We will hear testimony on the Clean Water Restoration Act, a bill
introduced by Senator Feingold that would restore the protections of the
Clean Water Act that have been jeopardized by some activist members of
the U.S. Supreme Court.
Enacted just over 35 years ago, the Clean Water Act has a critically
important purpose: "To restore and maintain the chemical, physical, and
biological integrity of the Nation's waters."
The protections of the Clean Water Act have helped restore thousands
of lakes, rivers, streams, and wetlands. It has helped protect the water
supply for our families and provide essential habitat for fish, birds,
and other wildlife. But we still have a long way to go.
While all waters were not evaluated, according to the EPA's most
recent National Water Quality Inventory, 45 percent of assessed rivers
and streams were impaired; 47 percent of the nation's assessed lakes,
ponds and reservoirs were impaired; and of the assessed bays and
estuaries, 32 percent were impaired.
With an ever-expanding population and the potentially devastating
impacts of global warming on our water supply, now is not the time to be
weakening the Clean Water Act.
But due to the intervention of some of the Justices of the United
States Supreme Court, much of that progress is in jeopardy.

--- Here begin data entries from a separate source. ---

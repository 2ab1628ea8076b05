//! DID catalog engine: the graph operations layered on `catalog-storage`
//! (attach/detach/delete, set-status, scan/sharding, aggregation,
//! follow/reports, resurrect, and the Get/List surface).
//!
//! Every entry point takes an explicit `&CatalogTx`/`&mut CatalogTx` and an
//! explicit `now: i64` rather than reaching for a clock or a thread-local
//! session — callers own the transaction boundary and the time source.

pub mod aggregation;
pub mod attach;
pub mod cycle_check;
pub mod delete;
pub mod detach;
pub mod entity;
pub mod follow;
pub mod graph;
pub mod metadata;
pub mod queries;
pub mod resurrect;
pub mod scan;
pub mod set_status;

pub use attach::{attach_dids_to_dids, Attachment, ChildAttachment};
pub use delete::{delete_dids, DeleteInput};
pub use detach::detach;
pub use resurrect::revive_dids;
pub use scan::{list_expired_dids, list_new_dids, shard_of, ExpiredDid};
pub use set_status::{close, reopen};
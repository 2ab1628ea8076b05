//! Storage-layer errors for SQLite operations.

use super::error_code::{self, CatalogErrorCode};

/// Errors that can occur in the persistence gateway.
#[derive(Debug, thiserror::Error)]
pub enum StorageError {
    #[error("SQLite error: {message}")]
    SqliteError { message: String },

    #[error("schema bootstrap failed: {message}")]
    SchemaBootstrapFailed { message: String },

    #[error("database busy (another operation in progress)")]
    DbBusy,

    #[error("database corrupt: {details}")]
    DbCorrupt { details: String },

    #[error("disk full")]
    DiskFull,

    #[error("operation not supported on this backend: {operation} — {reason}")]
    NotSupported { operation: String, reason: String },
}

impl CatalogErrorCode for StorageError {
    fn error_code(&self) -> &'static str {
        match self {
            Self::DbBusy => error_code::DB_BUSY,
            Self::DbCorrupt { .. } => error_code::DB_CORRUPT,
            Self::DiskFull => error_code::DISK_FULL,
            _ => error_code::STORAGE_ERROR,
        }
    }
}
//! Follow & Reports (spec §4.9).

use catalog_core::errors::CatalogError;
use catalog_core::events::{EmailPayload, Event};
use catalog_core::traits::{AccountDirectory, MessageSink};
use catalog_core::types::{DidKey, DidType, Follow, FollowEvent};
use catalog_storage::queries::{dids, follow_events, follows};
use catalog_storage::CatalogTx;

use crate::scan::shard_of;

/// `add_dids_to_followed` (spec §4.9).
pub fn add_dids_to_followed(
    tx: &CatalogTx<'_>,
    keys: &[DidKey],
    account: &str,
) -> Result<(), CatalogError> {
    for key in keys {
        let did = dids::get_did(tx.raw(), key)?.ok_or_else(|| CatalogError::DidNotFound {
            scope: key.scope.clone(),
            name: key.name.clone(),
        })?;
        follows::insert_follow(
            tx.raw(),
            &Follow {
                scope: key.scope.clone(),
                name: key.name.clone(),
                account: account.to_string(),
                did_type: did.did_type,
            },
        )?;
    }
    Ok(())
}

/// `remove_dids_from_followed` (spec §4.9).
pub fn remove_dids_from_followed(
    tx: &CatalogTx<'_>,
    keys: &[DidKey],
    account: &str,
) -> Result<(), CatalogError> {
    for key in keys {
        follows::delete_follow(tx.raw(), key, account)?;
    }
    Ok(())
}

/// `trigger_event`: append a FollowEvent for every follower of `key`
/// (spec §4.9).
pub fn trigger_event(
    tx: &CatalogTx<'_>,
    key: &DidKey,
    did_type: DidType,
    event_type: &str,
    payload: &str,
    now: i64,
) -> Result<(), CatalogError> {
    for follower in follows::list_followers(tx.raw(), key)? {
        follow_events::insert_event(
            tx.raw(),
            &FollowEvent {
                scope: key.scope.clone(),
                name: key.name.clone(),
                account: follower.account,
                did_type,
                event_type: event_type.to_string(),
                payload: payload.to_string(),
                created_at: now,
            },
        )?;
    }
    Ok(())
}

/// `create_reports(total_workers, worker_number)` (spec §4.9).
///
/// Per-account event deletion happens only after the digest message is
/// successfully handed to the `MessageSink` (spec §9's resolution of the
/// `create_reports` ordering concern: "batching per-account deletion after
/// successful message enqueue", not row-by-row inside the same read loop).
pub fn create_reports(
    tx: &CatalogTx<'_>,
    total_workers: u64,
    worker_number: u64,
    account_directory: &dyn AccountDirectory,
    message_sink: &dyn MessageSink,
) -> Result<(), CatalogError> {
    for account in follow_events::list_accounts_with_pending_events(tx.raw())? {
        if shard_of(&account, total_workers.max(1)) != worker_number {
            continue;
        }
        let events = follow_events::list_events_for_account(tx.raw(), &account)?;
        if events.is_empty() {
            continue;
        }
        let body = compose_digest(&events);
        if let Some(email) = account_directory.account_email(&account)? {
            message_sink.emit(Event::Email(EmailPayload {
                to: email,
                subject: format!("DID catalog digest for {account}"),
                body,
            }))?;
        }
        follow_events::delete_events_for_account(tx.raw(), &account)?;
    }
    Ok(())
}

fn compose_digest(events: &[FollowEvent]) -> String {
    events
        .iter()
        .map(|e| format!("{}: {}:{} {}", e.event_type, e.scope, e.name, e.payload))
        .collect::<Vec<_>>()
        .join("\n")
}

In two decisions on the scope of federal jurisdiction under the Clean
Water Act Solid Waste Agency of Northern Cook County v. Corps of
Engineers (SWANCC) in 2001 and Rapanos v. U.S. (Rapanos) in 2006, the
Supreme Court cast a shadow over nearly 30 years-worth of expert agency
interpretations in protecting America's waters.

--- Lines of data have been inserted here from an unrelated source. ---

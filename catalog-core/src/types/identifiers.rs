//! Identifier newtypes.
//!
//! A DID is identified by `(scope, name)` everywhere — in Association rows,
//! temp tables, updated-DID markers, and follow rows. Giving the pair its
//! own type keeps call sites from reconstructing it ad hoc out of loose
//! `(String, String)` tuples.

use std::fmt;

/// `(scope, name)` — the primary key of a live or deleted DID.
#[derive(Debug, Clone, PartialEq, Eq, Hash, PartialOrd, Ord)]
pub struct DidKey {
    pub scope: String,
    pub name: String,
}

impl DidKey {
    pub fn new(scope: impl Into<String>, name: impl Into<String>) -> Self {
        Self {
            scope: scope.into(),
            name: name.into(),
        }
    }
}

impl fmt::Display for DidKey {
    fn fmt(&self, f: &mut fmt::Formatter<'_>) -> fmt::Result {
        write!(f, "{}:{}", self.scope, self.name)
    }
}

In Rapanos, the Supreme Court failed to provide clear guidance for
when the Clean Water Act applied, publishing five conflicting opinions
with no majority ruling. This case has created massive confusion among
judges, the regulated community, EPA and the Army Corps. But there is so
much more at stake than confused lawyers, judges, agencies and
stakeholders.
According to EPA data, 111.6 million Americans are served by water
systems that receive water from intermittent or ephemeral streams or
headwaters-the very waters now argued to be outside the jurisdiction of
the Clean Water Act.
Our nation's great recreation economy is at risk when our waters are
at risk. According to the 2006 National Survey of Fishing, Hunting, and
Wildlife-Associated Recreation, $122.3 billion was spent on fishing,
hunting, and wildlife activities that year. 30 million people fished;
12.5 million hunted; 71.1 million took part in wildlife-observing
activities.
Without clean, healthy waters and ecosystems, America risks losing
much of its natural heritage.
The bottom line is that America's waterways and wetlands are
threatened because of these Supreme Court decisions and the Bush
Administration's interpretations of them.
Fortunately, there is a solution to this problem and I applaud
Senator Feingold for his leadership on this issue. His bill simply
restores the long-established jurisdiction of the Clean Water Act to
protect the waters it was intended to protect and has always protected.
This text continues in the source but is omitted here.